During our move, we can move our own figure or decide to stay on the one currently occupied. In the first move, we have to leave the backpack and into the forest and we will stay there until the end of the game. The tiles have fields that indicate possible steps in four directions. The white octagons are the available tiles, while the empty ones indicate places where we cannot go.
Regardless of whether the player has moved or not, he must turn the tile on which he is standing 90 degrees in the direction of the mark on the tile. If the figurine has left an empty space behind it, we randomly draw and place a colored token on it. When entering a new location, we can find an item or character, as long as the appropriate token has been left by another person, but most often it will be a blue, yellow or red token.
The first one allows you to take an item out of the blue bag and then put it in a backpack, leave it in the forest or exchange it with a fairy. The yellow color means the same, but the drawn item is placed on another tile with a yellow token on it. Red means take a character card from the deck. Hostile and friendly heroes set us conditions that must be met in order to get rid of their company. If we cannot do it right away, put a character token on the occupied tile – when another player stands on it, he will be able to complete the task. Helpful individuals have abilities that we can use.
The goal of the game is to get three golden apples and carry them to the Forest Spirit that appears during the game and remains on one of the tiles as a token. In order to give away the fruits and win, it is impossible to have unfinished tasks from friendly and hostile heroes.
A pleasant walk
Roundforest surprised me very positively. I liked the board made of octagons the most, and most of all, the way the possible paths change during the game. You can move up to two spaces, but sometimes only one of them will be available, and sometimes none in a given direction. Then we will have to wait until the next round, until the ground turns and unlocks the chosen path.
A lot of randomness, but also replayability is ensured by the tokens taken from the bag, with which we fill the dropped tiles. Thanks to this, while going through the same tile, we can perform a different action each time. Items and coins also come into play in a different order each time, so completing quests and getting rid of characters are hard to plan.
The necessary apples can be obtained in various ways – by completing the lower, more difficult tasks of the character, meeting the merchant or visiting the well tile and spending a silver coin, or by taking the fruit from the chest, if you also have a key. Thanks to this, we can wander the entire board, because every item, money or characters we encounter can ultimately contribute to the acquisition of the golden apples we want.

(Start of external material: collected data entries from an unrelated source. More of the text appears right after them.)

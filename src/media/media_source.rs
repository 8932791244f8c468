use std::sync::Arc;

use super::{
    acquisition_error::AcquisitionError,
    capture_backend::{CaptureBackend, CaptureDevice},
    media_constraints::MediaConstraints,
    media_track::MediaTrack,
    track_kind::TrackKind,
};
use crate::{
    log::log_sink::LogSink,
    sink_debug, sink_info,
};

/// A live capture handle and the tracks it produces.
///
/// The source owns the capture device. Tracks handed out by [`tracks`] or
/// [`first_video_track`] share their live state with the source, so stopping
/// the source ends them everywhere. Dropping the source stops it too, so
/// capture is released on every exit path.
///
/// [`tracks`]: MediaSource::tracks
/// [`first_video_track`]: MediaSource::first_video_track
pub struct MediaSource {
    device: Option<Box<dyn CaptureDevice>>,
    tracks: Vec<MediaTrack>,
    logger: Arc<dyn LogSink>,
}

impl MediaSource {
    /// Opens the backend's devices under `constraints` and creates one live
    /// track per device stream.
    ///
    /// # Errors
    /// Propagates the backend's [`AcquisitionError`]; nothing stays open.
    pub fn acquire(
        backend: &mut dyn CaptureBackend,
        constraints: &MediaConstraints,
        logger: Arc<dyn LogSink>,
    ) -> Result<Self, AcquisitionError> {
        let device = backend.open(constraints)?;
        let tracks: Vec<MediaTrack> = device
            .tracks()
            .into_iter()
            .map(|d| {
                let track = MediaTrack::new(d.kind, d.label);
                match d.resolution {
                    Some((w, h)) => track.with_resolution(w, h),
                    None => track,
                }
            })
            .collect();

        for t in &tracks {
            sink_info!(logger, "Using {} device: {}", t.kind(), t.label());
        }
        Ok(Self {
            device: Some(device),
            tracks,
            logger,
        })
    }

    #[must_use]
    pub fn tracks(&self) -> &[MediaTrack] {
        &self.tracks
    }

    /// The track attached to the outbound connection in a video call.
    #[must_use]
    pub fn first_video_track(&self) -> Option<&MediaTrack> {
        self.tracks.iter().find(|t| t.kind() == TrackKind::Video)
    }

    #[must_use]
    pub fn first_audio_track(&self) -> Option<&MediaTrack> {
        self.tracks.iter().find(|t| t.kind() == TrackKind::Audio)
    }

    #[must_use]
    pub fn live_track_count(&self) -> usize {
        self.tracks.iter().filter(|t| t.is_live()).count()
    }

    #[must_use]
    pub fn is_active(&self) -> bool {
        self.device.is_some()
    }

    /// Stops every track and releases the device. Idempotent.
    pub fn stop(&mut self) {
        let Some(mut device) = self.device.take() else {
            return;
        };
        for t in &self.tracks {
            if t.stop() {
                sink_debug!(self.logger, "Stopped {} track {}", t.kind(), t.id());
            }
        }
        device.release();
        sink_info!(self.logger, "Media capture released");
    }
}

impl Drop for MediaSource {
    fn drop(&mut self) {
        self.stop();
    }
}

impl std::fmt::Debug for MediaSource {
    fn fmt(&self, f: &mut std::fmt::Formatter<'_>) -> std::fmt::Result {
        f.debug_struct("MediaSource")
            .field("active", &self.is_active())
            .field("tracks", &self.tracks)
            .finish_non_exhaustive()
    }
}

#[cfg(test)]
mod tests {
    #![allow(clippy::unwrap_used, clippy::expect_used)]
    use super::*;
    use crate::log::{MemoryLogSink, log_level::LogLevel};
    use crate::media::synthetic_capture::{Permission, SyntheticCapture};

    fn logger() -> Arc<MemoryLogSink> {
        Arc::new(MemoryLogSink::new())
    }

    #[test]
    fn acquire_exposes_first_video_track() {
        let mut backend = SyntheticCapture::default();
        let sink = logger();
        let source =
            MediaSource::acquire(&mut backend, &MediaConstraints::default(), sink.clone()).unwrap();

        let video = source.first_video_track().expect("video");
        assert_eq!(video.resolution(), Some((1280, 720)));
        assert!(source.first_audio_track().is_some());
        assert_eq!(source.live_track_count(), 2);
        assert!(sink.contains(LogLevel::Info, "Using video device"));
    }

    #[test]
    fn stop_ends_shared_tracks_and_releases_once() {
        let mut backend = SyntheticCapture::default();
        let activity = backend.activity();
        let mut source =
            MediaSource::acquire(&mut backend, &MediaConstraints::default(), logger()).unwrap();
        let attached = source.first_video_track().cloned().unwrap();

        source.stop();
        source.stop();
        assert!(!attached.is_live());
        assert_eq!(source.live_track_count(), 0);
        assert!(!source.is_active());
        assert_eq!(activity.active_devices(), 0);
    }

    #[test]
    fn drop_releases_capture() {
        let mut backend = SyntheticCapture::default();
        let activity = backend.activity();
        let track = {
            let source =
                MediaSource::acquire(&mut backend, &MediaConstraints::default(), logger()).unwrap();
            assert_eq!(activity.active_devices(), 1);
            source.tracks()[0].clone()
        };
        assert!(!track.is_live());
        assert_eq!(activity.active_devices(), 0);
    }

    #[test]
    fn denied_permission_yields_no_source() {
        let mut backend = SyntheticCapture::new(Permission::Denied, Some((1280, 720)), true);
        let err = MediaSource::acquire(&mut backend, &MediaConstraints::default(), logger())
            .unwrap_err();
        assert_eq!(err.reason(), "permission-denied");
    }
}
use super::media_direction::MediaDirection;
use crate::media::TrackKind;

/// One `m=` section as far as negotiation is concerned.
#[derive(Debug, Clone, PartialEq, Eq)]
pub struct MediaSection {
    pub mid: String,
    pub kind: TrackKind,
    pub direction: MediaDirection,
    /// `a=msid:<stream> <track>` when the author sends a track here.
    pub msid: Option<Msid>,
}

#[derive(Debug, Clone, PartialEq, Eq)]
pub struct Msid {
    pub stream_id: String,
    pub track_id: String,
}

impl MediaSection {
    /// RTP payload type and `a=rtpmap` encoding for the section's codec.
    #[must_use]
    pub const fn codec(&self) -> (u8, &'static str) {
        match self.kind {
            TrackKind::Video => (96, "VP8/90000"),
            TrackKind::Audio => (111, "opus/48000/2"),
        }
    }
}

Roundforest is designed for family gatherings. The rules are simple, the graphics are nice, and the gameplay shouldn’t take more than an hour. I believe that almost all games teach something, but often introducing many mechanics at the same time and understanding their dependencies is too difficult for children to acquire a specific skill. On the other hand, games from Piatnik, intended for less advanced players, most often focus on one mechanic and build the rest of the fun around it. While the game is ultimately all about collecting tokens and getting apples, the way to move figures around the board, rotate tiles, and plan your moves to wherever you want, comes to the fore.
There is a lot of randomness in the game, which I mentioned above. Random tokens, items, and characters do not allow you to consciously collect the things you need, but the gameplay is therefore not the same. We can also always trade with the fairy, so we are not stuck with what we fall for.
A big advantage is the need to follow the actions of other players, so you shouldn’t get bored between your turns. Which tile others move to, how it is flipped, what the players leave behind, and what tokens are placed on the board is of great importance to the others. While there is not much negative interaction here, our movements can block other people’s path or force them to take a circular route if they do not want to collect what is on a given tile.
There is no text in the game, and the instructions are in several languages, so you can sit at the table with children who are not yet reading, as well as in an international group. Roundforest works best as a family title, thanks to which children will learn to plan and feel the atmosphere of an adventure while wandering through a swirling forest.